Since there is no apparent history for "Atterburn" or "Arterburn" in Europe
or the British Isles, it seems unlikely that either spelling could have been
the actual form of an Old World surname.


And the corollary questions:   Was Peter the son of the "East Indian"
indentured servant, John Williamsas the name, "Peter Atterburn alias 
Williams," in Charles County Court records (1736) suggests?  Could

"Atterburn" or "Arterburn" represent the ancestral surname of Peter's

mother or the mother of his father, although spelled differently?

Did Peter simply adopt a new surname for some reason unknown

to us?


   The pronunciation of the "Otterburn" surname with its anomalous

   variations of spelling found in 19th-century English census records 

   are remarkably similar to the variations in spelling of Peter's surname

   as recorded in 18th-century public records of Maryland and Virginia.

   In Peter's time,  "ar" was pronounced by speakers of  English (RP)

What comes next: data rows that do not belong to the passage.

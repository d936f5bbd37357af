//! Character service
//!
//! Business logic for character listing, lookup, and creation. A creation
//! that names a homeworld verifies the planet exists before inserting, so
//! the referential check surfaces as a typed NotFound rather than a
//! foreign-key fault.

use std::sync::Arc;

use anyhow::Context;

use super::{store_violation, StoreViolation};
use crate::db::repositories::{CharacterRepository, PlanetRepository};
use crate::models::{CharacterWithRelations, CreateCharacterInput};

/// Error types for character service operations
#[derive(Debug, thiserror::Error)]
pub enum CharacterServiceError {
    /// No character with the requested id
    #[error("Character not found")]
    NotFound(i64),

    /// homeworld_id doesn't reference an existing planet
    #[error("Planet not found")]
    HomeworldNotFound(i64),

    /// Unique constraint violation at the store
    #[error("{0}")]
    Conflict(String),

    /// NOT NULL / foreign key / check violation at the store
    #[error("{0}")]
    InvalidInput(String),

    /// Internal error
    #[error("Internal error: {0}")]
    Internal(#[from] anyhow::Error),
}

/// Character service
pub struct CharacterService {
    characters: Arc<dyn CharacterRepository>,
    planets: Arc<dyn PlanetRepository>,
}

impl CharacterService {
    pub fn new(characters: Arc<dyn CharacterRepository>, planets: Arc<dyn PlanetRepository>) -> Self {
        Self { characters, planets }
    }

    /// List all characters with homeworld and favorite count loaded
    pub async fn list(&self) -> Result<Vec<CharacterWithRelations>, CharacterServiceError> {
        Ok(self.characters.list_with_relations().await?)
    }

    /// Get a character by id with homeworld and favorite count loaded
    pub async fn get(&self, id: i64) -> Result<CharacterWithRelations, CharacterServiceError> {
        self.characters
            .get_with_relations(id)
            .await?
            .ok_or(CharacterServiceError::NotFound(id))
    }

    /// Create a character from a typed input.
    pub async fn create(
        &self,
        input: &CreateCharacterInput,
    ) -> Result<CharacterWithRelations, CharacterServiceError> {
        if let Some(homeworld_id) = input.homeworld_id {
            self.planets
                .get_by_id(homeworld_id)
                .await?
                .ok_or(CharacterServiceError::HomeworldNotFound(homeworld_id))?;
        }

        let character = match self.characters.create(input).await {
            Ok(character) => character,
            Err(err) => {
                return Err(match store_violation(&err) {
                    Some(StoreViolation::Unique(msg)) => CharacterServiceError::Conflict(msg),
                    Some(StoreViolation::Constraint(msg)) => {
                        CharacterServiceError::InvalidInput(msg)
                    }
                    None => CharacterServiceError::Internal(err),
                })
            }
        };

        let created = self
            .characters
            .get_with_relations(character.id)
            .await?
            .context("Character missing after creation")?;

        Ok(created)
    }
}

#[cfg(test)]
mod tests {
    use super::*;
    use crate::db::repositories::{SqlxCharacterRepository, SqlxPlanetRepository};
    use crate::db::{create_test_pool, migrations, DbPool};
    use crate::models::CreatePlanetInput;
    use crate::services::planet::PlanetService;

    async fn setup() -> (DbPool, CharacterService, PlanetService) {
        let pool = create_test_pool().await.expect("Failed to create test pool");
        migrations::run_migrations(&pool)
            .await
            .expect("Failed to run migrations");

        let planet_repo = SqlxPlanetRepository::boxed(pool.clone());
        let character_service = CharacterService::new(
            SqlxCharacterRepository::boxed(pool.clone()),
            planet_repo.clone(),
        );
        let planet_service = PlanetService::new(planet_repo);

        (pool, character_service, planet_service)
    }

    fn luke_input(homeworld_id: Option<i64>) -> CreateCharacterInput {
        CreateCharacterInput {
            name: Some("Luke Skywalker".to_string()),
            birth_year: Some("19BBY".to_string()),
            gender: Some("male".to_string()),
            homeworld_id,
            ..Default::default()
        }
    }

    #[tokio::test]
    async fn test_create_without_homeworld() {
        let (_pool, characters, _planets) = setup().await;

        let created = characters
            .create(&luke_input(None))
            .await
            .expect("Create failed");

        assert_eq!(created.character.name, "Luke Skywalker");
        assert!(created.homeworld.is_none());
        assert_eq!(created.favorited_by_count, 0);
    }

    #[tokio::test]
    async fn test_create_embeds_homeworld_like_standalone_planet() {
        let (_pool, characters, planets) = setup().await;

        let tatooine = planets
            .create(&CreatePlanetInput {
                name: Some("Tatooine".to_string()),
                climate: Some("arid".to_string()),
                ..Default::default()
            })
            .await
            .expect("Planet create failed");

        let created = characters
            .create(&luke_input(Some(tatooine.planet.id)))
            .await
            .expect("Character create failed");

        let homeworld = created.homeworld.expect("Homeworld should be embedded");
        assert_eq!(homeworld.planet.id, tatooine.planet.id);
        assert_eq!(homeworld.planet.name, "Tatooine");
        assert_eq!(homeworld.planet.climate.as_deref(), Some("arid"));
        // The embedded planet now has one resident, exactly like its own
        // standalone view.
        assert_eq!(homeworld.residents_count, 1);
        let standalone = planets.get(tatooine.planet.id).await.expect("Get failed");
        assert_eq!(standalone.residents_count, homeworld.residents_count);
        assert_eq!(standalone.favorited_by_count, homeworld.favorited_by_count);
    }

    #[tokio::test]
    async fn test_create_with_dangling_homeworld_fails() {
        let (_pool, characters, _planets) = setup().await;

        let result = characters.create(&luke_input(Some(12345))).await;
        assert!(matches!(
            result,
            Err(CharacterServiceError::HomeworldNotFound(12345))
        ));
    }

    #[tokio::test]
    async fn test_get_missing_character_is_not_found() {
        let (_pool, characters, _planets) = setup().await;

        let result = characters.get(999_999).await;
        assert!(matches!(
            result,
            Err(CharacterServiceError::NotFound(999_999))
        ));
    }

    #[tokio::test]
    async fn test_create_without_name_is_invalid_input() {
        let (_pool, characters, _planets) = setup().await;

        let result = characters.create(&CreateCharacterInput::default()).await;
        assert!(matches!(
            result,
            Err(CharacterServiceError::InvalidInput(_))
        ));
    }
}
//! Character repository
//!
//! Database operations for characters. `*_with_relations` queries load the
//! favorited-by count inline and embed the homeworld (with its own counts)
//! through the planet repository helpers, so an embedded planet always
//! matches the planet's standalone representation.

use anyhow::{Context, Result};
use async_trait::async_trait;
use chrono::Utc;
use sqlx::sqlite::SqliteRow;
use sqlx::Row;
use std::sync::Arc;

use super::planet::fetch_planet_with_counts;
use crate::db::DbPool;
use crate::models::{Character, CharacterWithRelations, CreateCharacterInput};

/// Character repository trait
#[async_trait]
pub trait CharacterRepository: Send + Sync {
    /// Insert a new character and return the stored row
    async fn create(&self, input: &CreateCharacterInput) -> Result<Character>;

    /// Get character by ID
    async fn get_by_id(&self, id: i64) -> Result<Option<Character>>;

    /// Get character by ID with homeworld and favorite count loaded
    async fn get_with_relations(&self, id: i64) -> Result<Option<CharacterWithRelations>>;

    /// List all characters with homeworld and favorite count loaded
    async fn list_with_relations(&self) -> Result<Vec<CharacterWithRelations>>;
}

/// SQLx-based character repository implementation
pub struct SqlxCharacterRepository {
    pool: DbPool,
}

impl SqlxCharacterRepository {
    pub fn new(pool: DbPool) -> Self {
        Self { pool }
    }

    /// Create a boxed repository for use with dependency injection
    pub fn boxed(pool: DbPool) -> Arc<dyn CharacterRepository> {
        Arc::new(Self::new(pool))
    }
}

#[async_trait]
impl CharacterRepository for SqlxCharacterRepository {
    async fn create(&self, input: &CreateCharacterInput) -> Result<Character> {
        let now = Utc::now();

        let result = sqlx::query(
            r#"
            INSERT INTO characters
                (name, description, height, mass, hair_color, skin_color, eye_color,
                 birth_year, gender, image_url, homeworld_id, created_at)
            VALUES (?, ?, ?, ?, ?, ?, ?, ?, ?, ?, ?, ?)
            "#,
        )
        .bind(&input.name)
        .bind(&input.description)
        .bind(&input.height)
        .bind(&input.mass)
        .bind(&input.hair_color)
        .bind(&input.skin_color)
        .bind(&input.eye_color)
        .bind(&input.birth_year)
        .bind(&input.gender)
        .bind(&input.image_url)
        .bind(input.homeworld_id)
        .bind(now)
        .execute(&self.pool)
        .await?;

        let id = result.last_insert_rowid();

        fetch_character_by_id(&self.pool, id)
            .await?
            .context("Character row missing after insert")
    }

    async fn get_by_id(&self, id: i64) -> Result<Option<Character>> {
        fetch_character_by_id(&self.pool, id).await
    }

    async fn get_with_relations(&self, id: i64) -> Result<Option<CharacterWithRelations>> {
        fetch_character_with_relations(&self.pool, id).await
    }

    async fn list_with_relations(&self) -> Result<Vec<CharacterWithRelations>> {
        let rows = sqlx::query(&character_with_count_sql("ORDER BY c.id"))
            .fetch_all(&self.pool)
            .await
            .context("Failed to list characters")?;

        let mut characters = Vec::with_capacity(rows.len());
        for row in &rows {
            characters.push(attach_homeworld(&self.pool, row).await?);
        }

        Ok(characters)
    }
}

// ============================================================================
// Shared query helpers (also used by the favorite repository)
// ============================================================================

pub(crate) fn character_with_count_sql(suffix: &str) -> String {
    format!(
        r#"
        SELECT c.id, c.name, c.description, c.height, c.mass, c.hair_color,
               c.skin_color, c.eye_color, c.birth_year, c.gender, c.image_url,
               c.homeworld_id, c.created_at,
               (SELECT COUNT(*) FROM user_favorite_characters f WHERE f.character_id = c.id) AS favorited_by_count
        FROM characters c
        {}
        "#,
        suffix
    )
}

async fn fetch_character_by_id(pool: &DbPool, id: i64) -> Result<Option<Character>> {
    let row = sqlx::query(
        r#"
        SELECT id, name, description, height, mass, hair_color, skin_color,
               eye_color, birth_year, gender, image_url, homeworld_id, created_at
        FROM characters
        WHERE id = ?
        "#,
    )
    .bind(id)
    .fetch_optional(pool)
    .await
    .context("Failed to get character by ID")?;

    match row {
        Some(row) => Ok(Some(row_to_character(&row)?)),
        None => Ok(None),
    }
}

pub(crate) async fn fetch_character_with_relations(
    pool: &DbPool,
    id: i64,
) -> Result<Option<CharacterWithRelations>> {
    let row = sqlx::query(&character_with_count_sql("WHERE c.id = ?"))
        .bind(id)
        .fetch_optional(pool)
        .await
        .context("Failed to get character with relations")?;

    match row {
        Some(row) => Ok(Some(attach_homeworld(pool, &row).await?)),
        None => Ok(None),
    }
}

/// Build a `CharacterWithRelations` from a `character_with_count_sql` row,
/// loading the homeworld when the foreign key is set.
pub(crate) async fn attach_homeworld(
    pool: &DbPool,
    row: &SqliteRow,
) -> Result<CharacterWithRelations> {
    let character = row_to_character(row)?;
    let favorited_by_count = row.try_get("favorited_by_count")?;

    let homeworld = match character.homeworld_id {
        Some(planet_id) => fetch_planet_with_counts(pool, planet_id).await?,
        None => None,
    };

    Ok(CharacterWithRelations {
        character,
        homeworld,
        favorited_by_count,
    })
}

fn row_to_character(row: &SqliteRow) -> Result<Character> {
    Ok(Character {
        id: row.try_get("id")?,
        name: row.try_get("name")?,
        description: row.try_get("description")?,
        height: row.try_get("height")?,
        mass: row.try_get("mass")?,
        hair_color: row.try_get("hair_color")?,
        skin_color: row.try_get("skin_color")?,
        eye_color: row.try_get("eye_color")?,
        birth_year: row.try_get("birth_year")?,
        gender: row.try_get("gender")?,
        image_url: row.try_get("image_url")?,
        homeworld_id: row.try_get("homeworld_id")?,
        created_at: row.try_get("created_at")?,
    })
}
//! Blog post model
//!
//! Blog posts belong to exactly one author and may feature at most one
//! character and one planet. The model is complete but carries no HTTP
//! routes; it is reachable through `BlogPostService`.

use chrono::{DateTime, Utc};
use serde::{Deserialize, Serialize};

use super::character::CharacterWithRelations;
use super::planet::PlanetWithCounts;
use super::user::User;

/// Blog post entity.
#[derive(Debug, Clone, Serialize, Deserialize)]
pub struct BlogPost {
    /// Unique identifier
    pub id: i64,
    /// Post title
    pub title: String,
    /// Post body
    pub content: String,
    /// Short description (optional)
    pub summary: Option<String>,
    /// Published flag
    pub is_published: bool,
    /// View counter
    pub view_count: i64,
    /// Creation timestamp
    pub created_at: DateTime<Utc>,
    /// Refreshed on every mutation
    pub updated_at: DateTime<Utc>,
    /// Author user id (required)
    pub author_id: i64,
    /// Featured character id, if any
    pub featured_character_id: Option<i64>,
    /// Featured planet id, if any
    pub featured_planet_id: Option<i64>,
}

/// Input for creating a blog post
#[derive(Debug, Clone)]
pub struct CreateBlogPostInput {
    pub title: String,
    pub content: String,
    pub summary: Option<String>,
    pub author_id: i64,
    pub featured_character_id: Option<i64>,
    pub featured_planet_id: Option<i64>,
}

/// Input for updating a blog post; `None` fields are left unchanged.
#[derive(Debug, Clone, Default)]
pub struct UpdateBlogPostInput {
    pub title: Option<String>,
    pub content: Option<String>,
    pub summary: Option<String>,
    pub is_published: Option<bool>,
}

/// A blog post together with its loaded single-valued relations.
///
/// The author is kept whole here; the response layer reduces it to the
/// {id, username, first_name, last_name} projection.
#[derive(Debug, Clone)]
pub struct BlogPostWithRelations {
    pub post: BlogPost,
    pub author: User,
    pub featured_character: Option<CharacterWithRelations>,
    pub featured_planet: Option<PlanetWithCounts>,
}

   with broad A (as in "father") without the sound of "r" (non-rhotic),

   but "r" was retained in spelling (as in "card").  This speech sound 

   of broad A could easily be confused with the sound of short O (as

   in "otter") and vice versa, especially when names were spelled from

   vocalization, as illustrated by these examples of anomalous spellings

   in England and America (see also Some Research Notes (7th ed.), 

   pp. 29-46; pp. 61-70). 

  

   "Peter Otterburn" in Henry's record of baptism agrees with the

   broad A sound heard in "Arterburn," and also suggests (as with

   "Atter-") that the "r" sound may not have been distinctly heard in

   Peter's pronunciation.  Broad A (not short A) was almost certainly 

   intended in "Atterburn," although a deviation in English spelling 

   (i.e., a short vowel typically precedes double consonants) and

   missing the non-rhotic "r."   Some transcriptions of "Atterburn"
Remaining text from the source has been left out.